DiDOM

DiDOM - simple and fast HTML parser.

Installation
Quick start
Creating new document
Search for elements
Verify if element exists
Supported selectors
Output
Creating a new element
Getting parent element
Getting sibling elements
Getting the child elements
Getting document
Working with element attributes
Comparing elements
Adding a child element
Replacing element
Removing element
Working with cache
Miscellaneous
Comparison with other parsers

Installation

To install DiDOM run the command:

composer require imangazaliev/didom

Quick start

use DiDom\Document;

$document = new Document('http://www.news.com/', true);

$posts = $document->find('.post');

foreach($posts as $post) {
    echo $post->text(), "\n";
}

Creating new document

DiDom allows to load HTML in several ways:

With constructor

// the first parameter is a string with HTML
$document = new Document($html);

// file path
$document = new Document('page.html', true);

// or URL
$document = new Document('http://www.example.com/', true);

The second parameter specifies if you need to load file. Default is false.

With separate methods

$document = new Document();

$document->loadHtml($html);

$document->loadHtmlFile('page.html');

$document->loadHtmlFile('http://www.example.com/');

There are two methods available for loading XML: loadXml and loadXmlFile.

These methods accept additional options:

$document->loadHtml($html, LIBXML_HTML_NOIMPLIED | LIBXML_HTML_NODEFDTD);

Search for elements

DiDOM accepts CSS selector or XPath as an expression for search. You need to path expression as the first parameter, and specify its type in the second one (default type is Query::TYPE_CSS):

With method `find()`:

use DiDom\Document;
use DiDom\Query;

...

// CSS selector
$posts = $document->find('.post');

// XPath
$posts = $document->find("//div[contains(@class, 'post')]", Query::TYPE_XPATH);

If the elements that match a given expression are found, then method returns an array of instances of DiDom\Element, otherwise - an empty array. You could also get an array of DOMElement objects. To get this, pass false as the third parameter.
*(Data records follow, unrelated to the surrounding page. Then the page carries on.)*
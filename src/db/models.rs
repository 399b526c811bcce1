use chrono::{DateTime, SecondsFormat, Utc};
use diesel::prelude::*;
use serde::{Deserialize, Serialize};

use super::DatabaseError;
use super::schema::kv_entries;

/// One persisted entry of a named collection.
#[derive(Debug, Clone, PartialEq, Eq)]
pub struct KvRecord {
    pub collection: String,
    pub key: String,
    pub value: String,
    pub expires_at: Option<DateTime<Utc>>,
}

#[derive(Debug, Clone, PartialEq, Eq, Hash)]
pub struct KvKey {
    pub collection: String,
    pub key: String,
}

/// Where a Telegram message points on the forum side: a topic, and a post
/// inside it when the message mirrors one.
#[derive(Debug, Clone, Copy, PartialEq, Eq, Serialize, Deserialize)]
pub struct MessageLink {
    pub topic_id: i64,
    #[serde(default)]
    pub post_number: Option<i64>,
}

/// Whether a mirrored message carries its body as text or as a photo caption.
#[derive(Debug, Clone, Copy, PartialEq, Eq, Serialize, Deserialize)]
#[serde(rename_all = "snake_case")]
pub enum MessageKind {
    Text,
    Caption,
}

/// The Telegram message produced for a forum post.
#[derive(Debug, Clone, Copy, PartialEq, Eq, Serialize, Deserialize)]
pub struct MirroredMessage {
    pub message_id: i64,
    pub kind: MessageKind,
}

/// Pairing between a Telegram group message and a forum chat message.
#[derive(Debug, Clone, Copy, PartialEq, Eq, Serialize, Deserialize)]
pub struct ChatLink {
    pub telegram_message_id: i64,
    pub forum_message_id: i64,
    /// The mirrored body started with an author header.
    #[serde(default)]
    pub has_header: bool,
    pub kind: MessageKind,
}

#[derive(Debug, Clone, Copy, PartialEq, Eq, Serialize, Deserialize)]
pub struct PendingLogin {
    pub uid: i64,
    pub chat_id: i64,
}

#[derive(Debug, Clone, PartialEq, Eq, Serialize, Deserialize)]
pub struct JoinRequestRecord {
    pub user_id: i64,
    pub user_chat_id: i64,
    pub display_name: String,
    pub requested_at: DateTime<Utc>,
}

/// Explicit mirror state of a correlation key.
#[derive(Debug, Clone, Copy, PartialEq, Eq)]
pub enum MirrorState<T> {
    Unmirrored,
    Mirrored(T),
}

impl<T> MirrorState<T> {
    pub fn from_option(value: Option<T>) -> Self {
        match value {
            Some(value) => Self::Mirrored(value),
            None => Self::Unmirrored,
        }
    }

    pub fn mirrored(self) -> Option<T> {
        match self {
            Self::Mirrored(value) => Some(value),
            Self::Unmirrored => None,
        }
    }
}

#[derive(Debug, Clone, Queryable, Selectable)]
#[diesel(table_name = kv_entries)]
pub(crate) struct DbKvEntry {
    pub collection: String,
    pub entry_key: String,
    pub value: String,
    pub expires_at: Option<String>,
    pub updated_at: String,
}

impl DbKvEntry {
    pub(crate) fn into_record(self) -> Result<KvRecord, DatabaseError> {
        let expires_at = self
            .expires_at
            .as_deref()
            .map(string_to_datetime)
            .transpose()?;
        Ok(KvRecord {
            collection: self.collection,
            key: self.entry_key,
            value: self.value,
            expires_at,
        })
    }
}

#[derive(Insertable)]
#[diesel(table_name = kv_entries)]
pub(crate) struct NewKvEntry<'a> {
    pub collection: &'a str,
    pub entry_key: &'a str,
    pub value: &'a str,
    pub expires_at: Option<String>,
    pub updated_at: String,
}

impl<'a> NewKvEntry<'a> {
    pub(crate) fn from_record(record: &'a KvRecord, now: &DateTime<Utc>) -> Self {
        Self {
            collection: &record.collection,
            entry_key: &record.key,
            value: &record.value,
            expires_at: record.expires_at.as_ref().map(datetime_to_string),
            updated_at: datetime_to_string(now),
        }
    }
}

// Fixed-width UTC timestamps so text comparison orders them in time.
pub(crate) fn datetime_to_string(dt: &DateTime<Utc>) -> String {
    dt.to_rfc3339_opts(SecondsFormat::Millis, true)
}

pub(crate) fn string_to_datetime(s: &str) -> Result<DateTime<Utc>, DatabaseError> {
    DateTime::parse_from_rfc3339(s)
        .map(|dt| dt.with_timezone(&Utc))
        .map_err(|e| DatabaseError::Query(format!("invalid datetime format: {}", e)))
}
const MAX_PREVIEW_CHARS: usize = 120;

/// First characters of a message body for log fields.
pub fn preview_text(value: &str) -> String {
    let mut chars = value.chars();
    let preview: String = chars.by_ref().take(MAX_PREVIEW_CHARS).collect();
    if chars.next().is_some() {
        format!("{preview}…")
    } else {
        preview
    }
}
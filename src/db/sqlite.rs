use async_trait::async_trait;
use chrono::{DateTime, Utc};
use diesel::prelude::*;
use diesel::sqlite::SqliteConnection;
use diesel::upsert::excluded;
use std::sync::Arc;

use crate::db::schema::kv_entries;

use super::{
    DatabaseError,
    models::{DbKvEntry, KvKey, KvRecord, NewKvEntry, datetime_to_string},
    stores::KvBackend,
};

pub(crate) fn establish_connection(path: &str) -> Result<SqliteConnection, DatabaseError> {
    SqliteConnection::establish(path).map_err(|e| DatabaseError::Connection(e.to_string()))
}

pub struct SqliteKvBackend {
    db_path: Arc<String>,
}

impl SqliteKvBackend {
    pub fn new(db_path: Arc<String>) -> Self {
        Self { db_path }
    }
}

#[async_trait]
impl KvBackend for SqliteKvBackend {
    async fn load_all(&self) -> Result<Vec<KvRecord>, DatabaseError> {
        let db_path = self.db_path.clone();
        tokio::task::spawn_blocking(move || {
            let mut conn = establish_connection(&db_path)?;
            let rows = kv_entries::table
                .select(DbKvEntry::as_select())
                .load::<DbKvEntry>(&mut conn)
                .map_err(|e| DatabaseError::Query(e.to_string()))?;
            rows.into_iter().map(DbKvEntry::into_record).collect()
        })
        .await
        .map_err(|e| DatabaseError::Query(format!("database task failed: {e}")))?
    }

    async fn apply(&self, upserts: &[KvRecord], deletes: &[KvKey]) -> Result<(), DatabaseError> {
        let upserts = upserts.to_vec();
        let deletes = deletes.to_vec();
        let db_path = self.db_path.clone();
        tokio::task::spawn_blocking(move || {
            let mut conn = establish_connection(&db_path)?;
            let now = Utc::now();
            conn.transaction::<_, diesel::result::Error, _>(|conn| {
                for record in &upserts {
                    diesel::insert_into(kv_entries::table)
                        .values(NewKvEntry::from_record(record, &now))
                        .on_conflict((kv_entries::collection, kv_entries::entry_key))
                        .do_update()
                        .set((
                            kv_entries::value.eq(excluded(kv_entries::value)),
                            kv_entries::expires_at.eq(excluded(kv_entries::expires_at)),
                            kv_entries::updated_at.eq(excluded(kv_entries::updated_at)),
                        ))
                        .execute(conn)?;
                }
                for key in &deletes {
                    diesel::delete(
                        kv_entries::table
                            .filter(kv_entries::collection.eq(&key.collection))
                            .filter(kv_entries::entry_key.eq(&key.key)),
                    )
                    .execute(conn)?;
                }
                Ok(())
            })
            .map_err(|e| DatabaseError::Query(e.to_string()))
        })
        .await
        .map_err(|e| DatabaseError::Query(format!("database task failed: {e}")))?
    }

    async fn purge_expired(&self, now: DateTime<Utc>) -> Result<u64, DatabaseError> {
        let db_path = self.db_path.clone();
        tokio::task::spawn_blocking(move || {
            let mut conn = establish_connection(&db_path)?;
            diesel::delete(
                kv_entries::table.filter(kv_entries::expires_at.le(datetime_to_string(&now))),
            )
            .execute(&mut conn)
            .map(|count| count as u64)
            .map_err(|e| DatabaseError::Query(e.to_string()))
        })
        .await
        .map_err(|e| DatabaseError::Query(format!("database task failed: {e}")))?
    }
}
With magic method `__invoke()`:

$posts = $document('.post');

With method `xpath()`:

$posts = $document->xpath("//*[contains(concat(' ', normalize-space(@class), ' '), ' post ')]");

You can do search inside an element:

echo $document->find('nav')[0]->first('ul.menu')->xpath('//li')[0]->text();

Verify if element exists

To verify if element exist use has() method:

if ($document->has('.post')) {
    // code
}

If you need to check if element exist and then get it:

if ($document->has('.post')) {
    $elements = $document->find('.post');
    // code
}

but it would be faster like this:

if (count($elements = $document->find('.post')) > 0) {
    // code
}

because in the first case it makes two requests.

Supported selectors

DiDom supports search by:

tag
class, ID, name and value of an attribute
pseudo-classes:
- first-, last-, nth-child
- empty and not-empty
- contains
- has

// all links
$document->find('a');

// any element with id = "foo" and "bar" class
$document->find('#foo.bar');

// any element with attribute "name"
$document->find('[name]');
// the same as
$document->find('*[name]');

// input field with the name "foo"
$document->find('input[name=foo]');
$document->find('input[name=\'bar\']');
$document->find('input[name="baz"]');

// any element that has an attribute starting with "data-" and the value "foo"
$document->find('*[^data-=foo]');

// all links starting with https
$document->find('a[href^=https]');

// all images with the extension png
$document->find('img[src$=png]');

// all links containing the string "example.com"
$document->find('a[href*=example.com]');

// text of the links with "foo" class
$document->find('a.foo::text');

// address and title of all the fields with "bar" class
$document->find('a.bar::attr(href|title)');

Output

Getting HTML

With method `html()`:

$posts = $document->find('.post');

echo $posts[0]->html();

Casting to string:

$html = (string) $posts[0];

Formatting HTML output

$html = $document->format()->html();

An element does not have format() method, so if you need to output formatted HTML of the element, then first you have to convert it to a document:

$html = $element->toDocument()->format()->html();

Inner HTML

$innerHtml = $element->innerHtml();

Document does not have the method innerHtml(), therefore, if you need to get inner HTML of a document, convert it into an element first:

$innerHtml = $document->toElement()->innerHtml();

Getting XML

echo $document->xml();

echo $document->first('book')->xml();

Getting content

$posts = $document->find('.post');

echo $posts[0]->text();

Creating a new element

Creating an instance of the class

use DiDom\Element;

$element = new Element('span', 'Hello');

// Outputs "<span>Hello</span>"
echo $element->html();

First parameter is a name of an attribute, the second one is its value (optional), the third one is element attributes (optional).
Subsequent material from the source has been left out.